Wigwe is taking a cue from wealthy Nigerians like Atiku Abubakar, a former vice president, by venturing into higher education. The university degree was approved by the University Commission of Nigeria in June, bringing the total number of universities in Nigeria to 238, of which 79 are public and 147 private.
With 1,400 students expected next year, Wigwe is betting that by leveraging technology, the institution will offer the same quality of education as universities in the United States and the United Kingdom, where it plans to recruit 30 % of teaching staff. Wigwe told BusinessDay that the university has built a power plant to provide electricity to the university and will use holograms and artificial intelligence to ensure a hybrid system for students. But like other private universities, it is expensive for one of the world’s poorest countries. Wigwe University’s annual tuition fees are estimated at around $12,500 plus 3.5 million naira ($4,171), according to Bloomberg.

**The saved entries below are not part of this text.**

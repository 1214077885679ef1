// Copyright (C) 2026 Fred Clausen
// Use of this source code is governed by an MIT-style
// license that can be found in the LICENSE file or at
// https://opensource.org/licenses/MIT.

#![deny(
    clippy::pedantic,
    clippy::cargo,
    clippy::nursery,
    clippy::style,
    clippy::correctness,
    clippy::all
)]
#![allow(clippy::multiple_crate_versions)]

use axum::{
    Json, Router,
    extract::State as AxumState,
    http::StatusCode,
    response::{IntoResponse, Response},
    routing::{get, post},
};
use clap::Parser;
use club_roster_api::{
    ApiError, AuthenticatedActor, CreateTeamRequest, ImportMembersRequest, ImportMembersResponse,
    Role, authenticate_stub, create_team, import_members, list_import_audit, list_members,
    list_teams,
};
use club_roster_domain::ImportRow;
use club_roster_identity::{IdentityAuthority, InMemoryIdentityAuthority};
use club_roster_persistence::{
    ImportAuditData, MemberData, Persistence, PersistenceError, TeamData,
};
use serde::{Deserialize, Serialize};
use std::sync::Arc;
use tokio::sync::Mutex;
use tracing::{error, info};

/// Club Roster Server - HTTP server for the Club Roster System
#[derive(Parser, Debug)]
#[command(author, version, about, long_about = None)]
struct Args {
    /// Path to the `SQLite` database file. If not provided, uses in-memory database.
    #[arg(short, long)]
    database: Option<String>,

    /// Port to bind the server to
    #[arg(short, long, default_value_t = 3000)]
    port: u16,
}

/// Application state shared across handlers.
///
/// The persistence layer is wrapped in a Mutex to allow safe concurrent
/// access; the identity authority manages its own synchronization.
#[derive(Clone)]
struct AppState {
    /// The local member and team directory.
    persistence: Arc<Mutex<Persistence>>,
    /// The external identity authority.
    authority: Arc<dyn IdentityAuthority>,
}

/// API request for importing a batch of members.
///
/// This includes authentication information in addition to the rows.
#[derive(Debug, Clone, Deserialize, Serialize)]
struct ImportMembersApiRequest {
    /// The actor ID performing this action.
    actor_id: String,
    /// The role of the actor.
    actor_role: String,
    /// The caller-supplied source filename, recorded in the audit entry.
    source_file: String,
    /// The rows to import.
    rows: Vec<ImportRow>,
}

/// API request for creating a team.
#[derive(Debug, Clone, Deserialize, Serialize)]
struct CreateTeamApiRequest {
    /// The actor ID performing this action.
    actor_id: String,
    /// The role of the actor.
    actor_role: String,
    /// The team code.
    code: String,
    /// The team name.
    name: String,
}

/// One failed row in an import response.
#[derive(Debug, Clone, Serialize, Deserialize)]
struct RowFailureResponse {
    /// The display name of the failed row.
    display_name: String,
    /// The error description for the failed row.
    error: String,
}

/// API response for import operations.
#[derive(Debug, Clone, Serialize, Deserialize)]
struct ImportMembersApiResponse {
    /// Success indicator.
    success: bool,
    /// A summary message stating counts.
    message: String,
    /// The number of rows successfully imported.
    imported_count: usize,
    /// The number of rows that failed.
    failed_count: usize,
    /// The per-row failures.
    failures: Vec<RowFailureResponse>,
}

/// API response for team creation.
#[derive(Debug, Clone, Serialize, Deserialize)]
struct CreateTeamApiResponse {
    /// Success indicator.
    success: bool,
    /// The internal team ID.
    team_id: i64,
    /// The team code.
    code: String,
    /// The team name.
    name: String,
    /// A success message.
    message: String,
}

/// Team information for listing.
#[derive(Debug, Clone, Serialize, Deserialize)]
struct TeamResponse {
    /// The internal team ID.
    team_id: i64,
    /// The team code.
    code: String,
    /// The team name.
    name: String,
}

/// API response for listing teams.
#[derive(Debug, Clone, Serialize, Deserialize)]
struct ListTeamsApiResponse {
    /// The list of teams.
    teams: Vec<TeamResponse>,
}

/// Member information for listing.
#[derive(Debug, Clone, Serialize, Deserialize)]
struct MemberResponse {
    /// The member's external identity ID.
    member_id: String,
    /// The member's code.
    code: String,
    /// The member's display name.
    display_name: String,
    /// The member's contact email.
    email: String,
    /// The member's phone number.
    phone: Option<String>,
    /// The member's date of birth (ISO 8601).
    date_of_birth: String,
    /// The member's gender.
    gender: String,
    /// The member's jersey number.
    jersey_number: Option<i32>,
    /// The member's address.
    address: Option<String>,
    /// The internal ID of the member's team, if assigned.
    team_id: Option<i64>,
}

/// API response for listing members.
#[derive(Debug, Clone, Serialize, Deserialize)]
struct ListMembersApiResponse {
    /// The list of members.
    members: Vec<MemberResponse>,
}

/// Import audit information for listing.
#[derive(Debug, Clone, Serialize, Deserialize)]
struct ImportAuditResponse {
    /// The entry ID.
    entry_id: i64,
    /// The recorded action name.
    action: String,
    /// The source filename the caller supplied.
    source_file: String,
    /// The batch's three-way status.
    status: String,
    /// The number of rows successfully imported.
    row_count: i32,
    /// The serialized per-row errors, if any.
    errors_json: Option<String>,
    /// The actor the batch is attributed to.
    actor_id: String,
    /// When the entry was recorded.
    created_at: String,
}

/// API response for listing import audit entries.
#[derive(Debug, Clone, Serialize, Deserialize)]
struct ListImportAuditApiResponse {
    /// The audit entries, most recent first.
    entries: Vec<ImportAuditResponse>,
}

/// Health check response.
#[derive(Debug, Clone, Serialize, Deserialize)]
struct HealthResponse {
    /// Service status indicator.
    status: String,
}

/// Error response type.
#[derive(Debug, Clone, Serialize, Deserialize)]
struct ErrorResponse {
    /// Error indicator.
    error: bool,
    /// Error message.
    message: String,
}

/// HTTP error wrapper that implements `IntoResponse`.
struct HttpError {
    /// The HTTP status code.
    status: StatusCode,
    /// The error message.
    message: String,
}

impl IntoResponse for HttpError {
    fn into_response(self) -> Response {
        let body: Json<ErrorResponse> = Json(ErrorResponse {
            error: true,
            message: self.message,
        });
        (self.status, body).into_response()
    }
}

impl From<ApiError> for HttpError {
    fn from(err: ApiError) -> Self {
        let status: StatusCode = match err {
            ApiError::AuthenticationFailed { .. } => StatusCode::UNAUTHORIZED,
            ApiError::Unauthorized { .. } => StatusCode::FORBIDDEN,
            ApiError::EmptyBatch | ApiError::InvalidInput { .. } => StatusCode::BAD_REQUEST,
            ApiError::CallerUnresolvable { .. } | ApiError::StoreUnavailable { .. } => {
                StatusCode::INTERNAL_SERVER_ERROR
            }
        };
        Self {
            status,
            message: err.to_string(),
        }
    }
}

impl From<PersistenceError> for HttpError {
    fn from(err: PersistenceError) -> Self {
        error!(error = %err, "Persistence error");
        Self {
            status: StatusCode::INTERNAL_SERVER_ERROR,
            message: format!("Persistence error: {err}"),
        }
    }
}

/// Converts a `TeamData` to a `TeamResponse`.
fn team_to_response(team: &TeamData) -> TeamResponse {
    TeamResponse {
        team_id: team.team_id,
        code: team.code.clone(),
        name: team.name.clone(),
    }
}

/// Converts a `MemberData` to a `MemberResponse`.
fn member_to_response(member: &MemberData) -> MemberResponse {
    MemberResponse {
        member_id: member.member_id.clone(),
        code: member.code.clone(),
        display_name: member.display_name.clone(),
        email: member.email.clone(),
        phone: member.phone.clone(),
        date_of_birth: member.date_of_birth.clone(),
        gender: member.gender.clone(),
        jersey_number: member.jersey_number,
        address: member.address.clone(),
        team_id: member.team_id,
    }
}

/// Converts an `ImportAuditData` to an `ImportAuditResponse`.
fn audit_to_response(entry: &ImportAuditData) -> ImportAuditResponse {
    ImportAuditResponse {
        entry_id: entry.entry_id,
        action: entry.action.clone(),
        source_file: entry.source_file.clone(),
        status: entry.status.clone(),
        row_count: entry.row_count,
        errors_json: entry.errors_json.clone(),
        actor_id: entry.actor_id.clone(),
        created_at: entry.created_at.clone(),
    }
}

/// Parses a role string into a Role enum.
fn parse_role(role_str: &str) -> Result<Role, HttpError> {
    match role_str.to_lowercase().as_str() {
        "admin" => Ok(Role::Admin),
        "staff" => Ok(Role::Staff),
        _ => Err(HttpError {
            status: StatusCode::BAD_REQUEST,
            message: format!("Invalid role: '{role_str}'. Must be 'admin' or 'staff'"),
        }),
    }
}

/// Handler for POST `/members/import` endpoint.
///
/// Authenticates the actor and imports a batch of members.
async fn handle_import_members(
    AxumState(app_state): AxumState<AppState>,
    Json(req): Json<ImportMembersApiRequest>,
) -> Result<Json<ImportMembersApiResponse>, HttpError> {
    info!(
        actor_id = %req.actor_id,
        role = %req.actor_role,
        rows = req.rows.len(),
        source_file = %req.source_file,
        "Handling import_members request"
    );

    let role: Role = parse_role(&req.actor_role)?;
    let actor: AuthenticatedActor =
        authenticate_stub(req.actor_id.clone(), role).map_err(|e| HttpError {
            status: StatusCode::UNAUTHORIZED,
            message: e.to_string(),
        })?;

    let import_request: ImportMembersRequest = ImportMembersRequest {
        source_file: req.source_file,
        rows: req.rows,
    };

    let mut persistence = app_state.persistence.lock().await;
    let response: ImportMembersResponse = import_members(
        &mut persistence,
        app_state.authority.as_ref(),
        &import_request,
        &actor,
    )?;
    drop(persistence);

    info!(
        imported = response.imported_count,
        failed = response.failed_count,
        "Import batch completed"
    );

    let failures: Vec<RowFailureResponse> = response
        .failures
        .into_iter()
        .map(|f| RowFailureResponse {
            display_name: f.display_name,
            error: f.error,
        })
        .collect();

    Ok(Json(ImportMembersApiResponse {
        success: response.success,
        message: response.message,
        imported_count: response.imported_count,
        failed_count: response.failed_count,
        failures,
    }))
}

/// Handler for POST `/teams` endpoint.
///
/// Creates a new team.
async fn handle_create_team(
    AxumState(app_state): AxumState<AppState>,
    Json(req): Json<CreateTeamApiRequest>,
) -> Result<Json<CreateTeamApiResponse>, HttpError> {
    info!(
        actor_id = %req.actor_id,
        role = %req.actor_role,
        code = %req.code,
        "Handling create_team request"
    );

    let role: Role = parse_role(&req.actor_role)?;
    let actor: AuthenticatedActor =
        authenticate_stub(req.actor_id.clone(), role).map_err(|e| HttpError {
            status: StatusCode::UNAUTHORIZED,
            message: e.to_string(),
        })?;

    let create_request: CreateTeamRequest = CreateTeamRequest {
        code: req.code,
        name: req.name,
    };

    let mut persistence = app_state.persistence.lock().await;
    let response = create_team(&mut persistence, &create_request, &actor)?;
    drop(persistence);

    info!(team_id = response.team_id, code = %response.code, "Successfully created team");

    Ok(Json(CreateTeamApiResponse {
        success: true,
        team_id: response.team_id,
        code: response.code,
        name: response.name,
        message: response.message,
    }))
}

/// Handler for GET `/teams` endpoint.
///
/// Lists all teams.
async fn handle_list_teams(
    AxumState(app_state): AxumState<AppState>,
) -> Result<Json<ListTeamsApiResponse>, HttpError> {
    info!("Handling list_teams request");

    let mut persistence = app_state.persistence.lock().await;
    let response = list_teams(&mut persistence)?;
    drop(persistence);

    let teams: Vec<TeamResponse> = response.teams.iter().map(team_to_response).collect();

    Ok(Json(ListTeamsApiResponse { teams }))
}

/// Handler for GET `/members` endpoint.
///
/// Lists all members.
async fn handle_list_members(
    AxumState(app_state): AxumState<AppState>,
) -> Result<Json<ListMembersApiResponse>, HttpError> {
    info!("Handling list_members request");

    let mut persistence = app_state.persistence.lock().await;
    let response = list_members(&mut persistence)?;
    drop(persistence);

    let members: Vec<MemberResponse> = response.members.iter().map(member_to_response).collect();

    Ok(Json(ListMembersApiResponse { members }))
}

/// Handler for GET `/audit/imports` endpoint.
///
/// Lists all import audit entries, most recent first.
async fn handle_list_import_audit(
    AxumState(app_state): AxumState<AppState>,
) -> Result<Json<ListImportAuditApiResponse>, HttpError> {
    info!("Handling list_import_audit request");

    let mut persistence = app_state.persistence.lock().await;
    let response = list_import_audit(&mut persistence)?;
    drop(persistence);

    let entries: Vec<ImportAuditResponse> = response.entries.iter().map(audit_to_response).collect();

    Ok(Json(ListImportAuditApiResponse { entries }))
}

/// Handler for GET `/health` endpoint.
async fn handle_health() -> Json<HealthResponse> {
    Json(HealthResponse {
        status: String::from("ok"),
    })
}

/// Builds the application router with all endpoints.
fn build_router(app_state: AppState) -> Router {
    Router::new()
        .route("/members/import", post(handle_import_members))
        .route("/members", get(handle_list_members))
        .route("/teams", post(handle_create_team))
        .route("/teams", get(handle_list_teams))
        .route("/audit/imports", get(handle_list_import_audit))
        .route("/health", get(handle_health))
        .with_state(app_state)
}

#[tokio::main]
async fn main() -> Result<(), Box<dyn std::error::Error>> {
    // Parse command-line arguments
    let args: Args = Args::parse();

    // Initialize tracing
    tracing_subscriber::fmt()
        .with_env_filter(
            tracing_subscriber::EnvFilter::try_from_default_env()
                .unwrap_or_else(|_| tracing_subscriber::EnvFilter::new("info")),
        )
        .init();

    info!("Initializing Club Roster Server");

    // Initialize persistence (in-memory or file-based based on CLI argument)
    let persistence: Persistence = if let Some(db_path) = &args.database {
        info!("Using file-based database at: {}", db_path);
        Persistence::new_with_file(db_path)?
    } else {
        info!("Using in-memory database");
        Persistence::new_in_memory()?
    };

    let app_state: AppState = AppState {
        persistence: Arc::new(Mutex::new(persistence)),
        authority: Arc::new(InMemoryIdentityAuthority::new()),
    };

    // Build router
    let app: Router = build_router(app_state);

    // Bind to address
    let addr: std::net::SocketAddr = format!("127.0.0.1:{}", args.port).parse()?;
    info!("Server listening on {}", addr);

    // Run server
    let listener = tokio::net::TcpListener::bind(addr).await?;
    axum::serve(listener, app).await?;

    Ok(())
}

uLesson, Nigeria’s largest and most capitalized edtech startup, founded by Sim Shagaya, recently enrolled students at its online university. Miva Open University. The argument regarding the scalability of education in Nigeria, given the country’s infrastructural challenges, is a valid one.
Wigwe, who has decades of experience in banking, also hopes to train the “next group of banking leaders” and will recruit some of the country’s most notable business tycoons, including Africa’s richest man , Aliko Dangote, to teach at the university.
Wigwe University will be led by Professor Miles Davis, former president of a private university in the United States, as vice-chancellor, and Professor Nelson Uzoechi-Uzoma Alino, former professor of accounting at Quinnipiac University, as deputy vice-chancellor. of Administration, and Professor Dal Didia, former professor of economics at Jackson State University, as associate vice chancellor for academics.